* [REQUIREMENT]:
Repeat only the stretch of lines below that runs from the line with "pub fn with_store(event_store: E)" through the line with "pub fn with_mode(mut", unaltered.

Items from a data source
//! Builder para `Pipeline`.
//!
//! Acumula steps en orden, deriva claves únicas por posición, precalcula
//! fingerprints y arma el planner de chunks si se pidió. Los fallos de
//! configuración del planner (fuente chunked sin row_count, chunk_size
//! cero) se levantan acá, en el armado, no en runtime.

use indexmap::IndexMap;
use serde_json::{json, Value};
use uuid::Uuid;

use crate::cache::PipelineCache;
use crate::chunk::{Chunker, DirectChunker, DistributedChunker, SourceCursor};
use crate::constants::ENGINE_VERSION;
use crate::errors::CoreError;
use crate::event::{EventStore, InMemoryEventStore};
use crate::hashing::hash_value;
use crate::model::Context;
use crate::step::{base_parameters, StepDefinition, StepKind, StepStatus};

use super::core::{ExecutionMode, Pipeline, StepSlot};

/// Algoritmo de particionado a usar cuando hay fuentes con `chunk_size`.
#[derive(Debug, Clone, Copy, PartialEq, Eq)]
pub enum ChunkStrategy {
    /// Round-robin de rebanadas fijas, con padding `Skip`.
    Direct,
    /// Distribución balanceada sin pasadas ociosas.
    Distributed,
}

pub struct PipelineBuilder<E: EventStore = InMemoryEventStore> {
    event_store: E,
    steps: Vec<(Box<dyn StepDefinition>, Value)>,
    mode: ExecutionMode,
    cache: Option<Box<dyn PipelineCache>>,
    strategy: Option<ChunkStrategy>,
    parameter_index: IndexMap<String, Value>,
}

impl PipelineBuilder<InMemoryEventStore> {
    pub fn new() -> Self {
        Self::with_store(InMemoryEventStore::default())
    }
}

impl Default for PipelineBuilder<InMemoryEventStore> {
    fn default() -> Self {
        Self::new()
    }
}

impl<E: EventStore> PipelineBuilder<E> {
    /// Builder sobre un event store provisto.
    pub fn with_store(event_store: E) -> Self {
        Self { event_store,
               steps: Vec::new(),
               mode: ExecutionMode::default(),
               cache: None,
               strategy: None,
               parameter_index: IndexMap::new() }
    }

    pub fn add_step(mut self, step: impl StepDefinition + 'static) -> Self {
        self.steps.push((Box::new(step), json!({})));
        self
    }

    /// Agrega un step con parámetros ligados a esta instancia (prioridad
    /// máxima en la resolución).
    pub fn add_step_with_params(mut self, step: impl StepDefinition + 'static, bindings: Value) -> Self {
        self.steps.push((Box::new(step), bindings));
        self
    }

    pub fn with_mode(mut self, mode: ExecutionMode) -> Self {
        self.mode = mode;
        self
    }

    /// Valor inicial del índice de parámetros compartido.
    pub fn with_parameter(mut self, key: impl Into<String>, value: Value) -> Self {
        self.parameter_index.insert(key.into(), value);
        self
    }

    pub fn with_cache(mut self, cache: impl PipelineCache + 'static) -> Self {
        self.cache = Some(Box::new(cache));
        self
    }

    pub fn with_chunking(mut self, strategy: ChunkStrategy) -> Self {
        self.strategy = Some(strategy);
        self
    }

    pub fn build(self) -> Result<Pipeline<E>, CoreError> {
        let mut slots = Vec::with_capacity(self.steps.len());
        let mut keys = Vec::with_capacity(self.steps.len());

        for (index, (step, bindings)) in self.steps.into_iter().enumerate() {
            // La clave única se deriva de posición + id declarado: ids
            // repetidos en posiciones distintas son entidades distintas.
            let key = format!("{index:02}-{}", step.id());
            let base = base_parameters(&step.parameters(), &bindings);
            let fingerprint = hash_value(&json!({
                                             "engine_version": ENGINE_VERSION,
                                             "step_key": key,
                                             "content_version": step.content_version(),
                                             "params": base,
                                         }));
            keys.push(key.clone());
            slots.push(StepSlot { step,
                                  key,
                                  bindings,
                                  fingerprint,
                                  status: StepStatus::Pending });
        }

        let definition_hash = hash_value(&json!(keys));
        let chunker = match self.strategy {
            None => None,
            Some(strategy) => Some(build_chunker(strategy, &slots)?),
        };

        Ok(Pipeline { event_store: self.event_store,
                      run_id: Uuid::new_v4(),
                      definition_hash,
                      slots,
                      parameter_index: self.parameter_index,
                      context: Context::new(),
                      mode: self.mode,
                      cache: self.cache,
                      chunker,
                      executed: false })
    }
}

fn build_chunker(strategy: ChunkStrategy, slots: &[StepSlot]) -> Result<Box<dyn Chunker>, CoreError> {
    let mut cursors = Vec::new();
    for slot in slots {
        if slot.step.kind() != StepKind::Source {
            continue;
        }
        let Some(size) = slot.step.chunk_size() else {
            continue;
        };
        if size == 0 {
            return Err(CoreError::InvalidChunkSize(slot.key.clone()));
        }
        let rows = slot.step
                       .row_count()
                       .ok_or_else(|| CoreError::MissingRowCount(slot.key.clone()))?;
        cursors.push(SourceCursor::new(slot.key.clone(), size, rows));
    }
    Ok(match strategy {
        ChunkStrategy::Direct => Box::new(DirectChunker::new(cursors)),
        ChunkStrategy::Distributed => Box::new(DistributedChunker::new(cursors)),
    })
}
//! Pipeline de punta a punta con los adapters en memoria: fuente chunked,
//! transformaciones, decremento real de escalar y sink acumulativo.

use serde_json::json;
use tab_adapters::{DecrementScalar, MemorySink, ProjectColumns, ScaleColumn, VecSource};
use tab_core::{ChunkStrategy, Pipeline, Table, WriteMode};

fn measurements(n: usize) -> Table {
    let rows = (0..n).map(|i| vec![json!(i), json!(i as f64), json!(format!("s{i}"))]).collect();
    Table::with_rows(vec!["id", "value", "label"], rows).unwrap()
}

#[test]
fn full_pipeline_with_chunking_and_transforms() {
    let sink = MemorySink::new("store", "scaled_ids", WriteMode::Append);
    let handle = sink.handle();

    let mut pipeline = Pipeline::builder()
        .add_step(VecSource::new("measurements", "measurements", measurements(40)).with_chunk_size(10))
        .add_step(ScaleColumn::new("scale", "measurements", "value"))
        .add_step(ProjectColumns::new("project", "measurements", "scaled_ids", vec!["id", "value"]))
        .add_step(sink)
        .with_parameter("factor", json!(10.0))
        .with_chunking(ChunkStrategy::Direct)
        .build()
        .unwrap();
    pipeline.execute().unwrap();

    let written = handle.lock().unwrap();
    assert_eq!(written.row_count(), 40);
    assert_eq!(written.columns(), ["id", "value"]);
    // Fila 7 de la primera pasada: value = 7 * 10.
    assert_eq!(written.rows()[7][1], json!(70.0));
}

#[test]
fn budget_countdown_across_steps() {
    // Dos decrementos encadenados sobre el mismo escalar: resta de verdad.
    let mut pipeline = Pipeline::builder()
        .add_step(VecSource::new("measurements", "measurements", measurements(2)))
        .add_step_with_params(DecrementScalar::new("spend_a", "budget"), json!({"amount": 30.0}))
        .add_step_with_params(DecrementScalar::new("spend_b", "budget"), json!({"amount": 12.5}))
        .with_parameter("budget", json!(100.0))
        .build()
        .unwrap();
    pipeline.execute().unwrap();
    assert_eq!(pipeline.parameter("budget"), Some(&json!(57.5)));
}
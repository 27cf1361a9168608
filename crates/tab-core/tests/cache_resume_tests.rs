//! Integración del cache en disco: round-trip de checkpoints, detección de
//! frontera de reanudación por fingerprint y reset del backing store.

use serde_json::json;
use tab_adapters::{MemorySink, VecSource};
use tab_core::{LfuCache, Pipeline, PipelineCache, PipelineEventKind, PipelineState, StepBuilder, StepOutput,
               StepRunResult, Table, WriteMode};
use tempfile::TempDir;

fn numbers(n: usize) -> Table {
    let rows = (0..n).map(|i| vec![json!(i), json!(i as f64)]).collect();
    Table::with_rows(vec!["id", "v"], rows).unwrap()
}

/// Transform trivial con versión de contenido parametrizable: cambiarla
/// simula que la lógica del step cambió entre runs.
fn tag_step(id: &str, version: &str) -> tab_core::FnStep {
    let key = format!("tag_{id}");
    StepBuilder::transform(id).output(key.clone())
                              .content_version(version)
                              .build(move |_ctx| {
                                  StepRunResult::success(StepOutput::new().with_value(key.clone(), json!(1)))
                              })
}

fn five_step_pipeline(dir: &std::path::Path, b_version: &str) -> Pipeline {
    let sink = MemorySink::new("out", "numbers", WriteMode::Append);
    Pipeline::builder().add_step(VecSource::new("numbers", "numbers", numbers(8)))
                       .add_step(tag_step("a", "1"))
                       .add_step(tag_step("b", b_version))
                       .add_step(tag_step("c", "1"))
                       .add_step(sink)
                       .with_cache(LfuCache::with_store(16, dir).unwrap())
                       .build()
                       .unwrap()
}

#[test]
fn store_then_load_round_trips_state() {
    let dir = TempDir::new().unwrap();
    let mut cache = LfuCache::with_store(4, dir.path()).unwrap();

    let mut state = PipelineState::default();
    state.parameter_index.insert("k".into(), json!("v"));
    state.context.insert_table("t", numbers(3));

    cache.store("00-src", "fp-src", &state).unwrap();
    assert_eq!(cache.load("00-src").unwrap(), state);

    // Otro cache sobre el mismo directorio rehidrata desde disco.
    let mut reopened = LfuCache::with_store(4, dir.path()).unwrap();
    assert_eq!(reopened.load("00-src").unwrap(), state);
}

#[test]
fn fully_cached_run_resumes_after_last_step() {
    let dir = TempDir::new().unwrap();

    let mut first = five_step_pipeline(dir.path(), "1");
    first.execute().unwrap();
    let baseline = first.context().clone();

    // Mismos fingerprints: el segundo run restaura el último checkpoint y no
    // re-ejecuta ningún step.
    let mut second = five_step_pipeline(dir.path(), "1");
    second.execute().unwrap();

    let started = second.events()
                        .iter()
                        .filter(|e| matches!(e.kind, PipelineEventKind::StepStarted { .. }))
                        .count();
    assert_eq!(started, 0);
    assert!(second.events()
                  .iter()
                  .any(|e| matches!(&e.kind, PipelineEventKind::CheckpointRestored { step_key }
                                    if step_key == "04-out")));
    assert_eq!(second.context(), &baseline);
}

#[test]
fn changed_fingerprint_resumes_from_last_matching_checkpoint() {
    let dir = TempDir::new().unwrap();

    let mut first = five_step_pipeline(dir.path(), "1");
    first.execute().unwrap();
    let baseline = first.context().clone();

    // El tercer step ("02-b") cambió de lógica: se re-ejecutan los índices
    // 2, 3 y 4, partiendo del checkpoint del segundo step ("01-a").
    let mut second = five_step_pipeline(dir.path(), "2");
    second.execute().unwrap();

    let started: Vec<usize> = second.events()
                                    .iter()
                                    .filter_map(|e| match e.kind {
                                        PipelineEventKind::StepStarted { step_index, .. } => Some(step_index),
                                        _ => None,
                                    })
                                    .collect();
    assert_eq!(started, vec![2, 3, 4]);
    assert!(second.events()
                  .iter()
                  .any(|e| matches!(&e.kind, PipelineEventKind::CheckpointRestored { step_key }
                                    if step_key == "01-a")));

    // La lógica de "b" no cambió de verdad (sólo su versión declarada), así
    // que el contexto final coincide con el del primer run.
    assert_eq!(second.context(), &baseline);
}

#[test]
fn mismatch_discards_checkpoints_from_boundary_forward() {
    let dir = TempDir::new().unwrap();

    let mut first = five_step_pipeline(dir.path(), "1");
    first.execute().unwrap();

    let mut second = five_step_pipeline(dir.path(), "2");
    second.execute().unwrap();

    // Tras el segundo run los checkpoints re-escritos deben reflejar los
    // fingerprints nuevos: un tercer run idéntico no re-ejecuta nada.
    let mut third = five_step_pipeline(dir.path(), "2");
    third.execute().unwrap();
    let started = third.events()
                       .iter()
                       .filter(|e| matches!(e.kind, PipelineEventKind::StepStarted { .. }))
                       .count();
    assert_eq!(started, 0);
}

#[test]
fn corrupted_checkpoint_referenced_by_record_is_fatal() {
    let dir = TempDir::new().unwrap();

    let mut first = five_step_pipeline(dir.path(), "1");
    first.execute().unwrap();

    // Romper el snapshot del último step completado y reintentar: la
    // reanudación es imposible sin él.
    let snap = dir.path().join("04-out.snap.zst");
    std::fs::write(&snap, b"garbage").unwrap();

    let mut second = five_step_pipeline(dir.path(), "1");
    let err = second.execute().unwrap_err();
    assert_eq!(err, tab_core::CoreError::CheckpointUnreadable("04-out".into()));
}

#[test]
fn reset_with_delete_clears_backing_store() {
    let dir = TempDir::new().unwrap();

    let mut first = five_step_pipeline(dir.path(), "1");
    first.execute().unwrap();
    first.cache_mut().unwrap().reset(true).unwrap();

    // Sin registros persistidos, el siguiente run ejecuta todo de nuevo.
    let mut second = five_step_pipeline(dir.path(), "1");
    second.execute().unwrap();
    let started = second.events()
                        .iter()
                        .filter(|e| matches!(e.kind, PipelineEventKind::StepStarted { .. }))
                        .count();
    assert_eq!(started, 5);
}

* [RESPONSE FOR THIS EXERCISE]:
    pub fn with_store(event_store: E) -> Self {
        Self { event_store,
               steps: Vec::new(),
               mode: ExecutionMode::default(),
               cache: None,
               strategy: None,
               parameter_index: IndexMap::new() }
    }

    pub fn add_step(mut self, step: impl StepDefinition + 'static) -> Self {
        self.steps.push((Box::new(step), json!({})));
        self
    }

    /// Agrega un step con parámetros ligados a esta instancia (prioridad
    /// máxima en la resolución).
    pub fn add_step_with_params(mut self, step: impl StepDefinition + 'static, bindings: Value) -> Self {
        self.steps.push((Box::new(step), bindings));
        self
    }

    pub fn with_mode(mut self, mode: ExecutionMode) -> Self {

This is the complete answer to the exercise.